Wednesday 13 April 2011

The sheer bliss of being normal


I got home last night to find that Mrs von Neustadt has bought a lovely new long-arm stapler to enable her - and me, if I'm good - to staple music together for Stringwise and other fine musical type thingies. This is good. I like staplers.

To my horror the stapler, perhaps because it's a cheapo own-brand Ryman job rather than one with a proper maker's name on, does not appear to have printed or stamped on it the type of staples it needs. I thought this was absolutely standard practice, and to not do it seems … foolish … at best.

Naturally Mrs von Neustadt, before I'd got my hands on the new stapler, had thrown away the box, and compounded her sin by filling the device with staples that she thought seemed to fit OK. Seemed to fit OK? Seemed to fit OK?? Reader, do you not now begin to see the searing pain at the very heart of my existence? (No? Oh well, never mind, have a cuppa.)
In all honesty but through gritted teeth I'm forced to pause and admit that, by the purest fluke and not (of course) because 98.3% of all staples in the Cosmos are the same, Mrs von Neustadt did just happen to have filled it with the right staples. Absolute coincidence, mind, and clearly it does not in any way affect the purity of my argument. Ahem no indeed.
Anyway, I did what any red-blooded officer of my regiment (yes, thank you Tamsin, the ladies and gentlemen do, I suspect, know full well exactly which regiment we mean here) would have done, and retrieved the box from the recycling. I then tore off the little corner of cardboard which records the stapler's preferred diet and concealed it about my person before rerecycling its parent-box. Well I mean you would, wouldn't you? (No? Gosh. We should talk.)

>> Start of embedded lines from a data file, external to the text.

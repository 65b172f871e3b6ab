//! Riemann solver for 1D linear acoustics.
//!
//! State q = (p, u), flux Jacobian A = [[0, K], [1/rho, 0]].
//!
//! Eigenvalues -c, +c with c = sqrt(K / rho), impedance Z = rho * c and
//! right eigenvectors r1 = (-Z, 1), r2 = (Z, 1).

use crate::error::RiemannError;

use super::traits::{InterfaceFan, RiemannSolver, check_finite};

/// Linear acoustics in a homogeneous medium.
#[derive(Clone, Copy, Debug)]
pub struct Acoustics {
    /// Density rho
    pub density: f64,
    /// Bulk modulus K
    pub bulk_modulus: f64,
}

impl Acoustics {
    /// Create a new acoustics solver.
    pub fn new(density: f64, bulk_modulus: f64) -> Self {
        Self {
            density,
            bulk_modulus,
        }
    }

    /// Sound speed c = sqrt(K / rho).
    pub fn sound_speed(&self) -> f64 {
        (self.bulk_modulus / self.density).sqrt()
    }

    /// Impedance Z = rho * c.
    pub fn impedance(&self) -> f64 {
        self.density * self.sound_speed()
    }
}

impl RiemannSolver for Acoustics {
    fn num_eqn(&self) -> usize {
        2
    }

    fn num_waves(&self) -> usize {
        2
    }

    fn solve(
        &self,
        q_l: &[f64],
        q_r: &[f64],
        _aux_l: Option<&[f64]>,
        _aux_r: Option<&[f64]>,
        mut out: InterfaceFan<'_>,
    ) -> Result<(), RiemannError> {
        check_finite(q_l, q_r)?;
        let c = self.sound_speed();
        let z = self.impedance();

        let delta_p = q_r[0] - q_l[0];
        let delta_u = q_r[1] - q_l[1];

        // Wave strengths from R^{-1} * delta
        let alpha_1 = (-delta_p + z * delta_u) / (2.0 * z);
        let alpha_2 = (delta_p + z * delta_u) / (2.0 * z);

        {
            let w1 = out.wave_mut(0);
            w1[0] = -alpha_1 * z;
            w1[1] = alpha_1;
        }
        {
            let w2 = out.wave_mut(1);
            w2[0] = alpha_2 * z;
            w2[1] = alpha_2;
        }
        out.speeds[0] = -c;
        out.speeds[1] = c;
        out.split_by_speed();
        Ok(())
    }

    fn name(&self) -> &'static str {
        "acoustics"
    }
}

Travelling to work this morning I was delighted to find the said insignificant-looking, but information-rich, fragment in my pocket.

Naturally I have now transcribed all of this crucial staple data into a small but strangely effective information system which lives on my portable wireless telephonic device, and which, entirely gorgeously, synchronizes silently and without fuss with its online webitty-web-access version - so if the information is here, it's also there, and, y'know, over there too. This I like, a lot.

So now I have this vital and very interesting data safely stashed away for all eternity or at least until a large systems failure of some kind. Empires may fall and rise, new elements emerge, Earth's orbital wobble may subtly change but I will always be able to tell you which staples you'll need.

I can't tell you how happy and fulfilled this little information handling and storage excursion has made me feel. I'm just glad I'm so normal. It's great.

4 comments:

Josie said...

Your reference to "y'know, over there," reminds me of my occasional gripe that English has no proper word for "over there". The Kronprinceßin and I were discussing this the other day - we listed the various options available in other European languages, and I mused that the best we have is 'yonder', but no-one uses it. Perhaps it's time 'yonder' staged a comeback.

Strawberryyog said...

Yeah - yonder is good!

David said...

I have in my hand a stapler (a Rexel Gazelle, in fact, made in Britain and with a proper British patent, no. 1337756). On it there is a sticky label bearing the typewritten words "To be used with staples 56(26/6) or 16(24/6)." Guess who typed the label and stuck it on.

(Hints: Not me. Not you. Not Mum. I've owned the stapler longer than I've been sharing stationery products with Amaryllis.)

This stapler has always been filled with the correct staples.

Strawberryyog said...

@David ha! Yes, I think I have guessed. I must say that I am very very impressed, though if the manufacturer had stamped it into the steel, as they should, then it wouldn't even have needed this (undeniably excellent and proper) labelling initiative.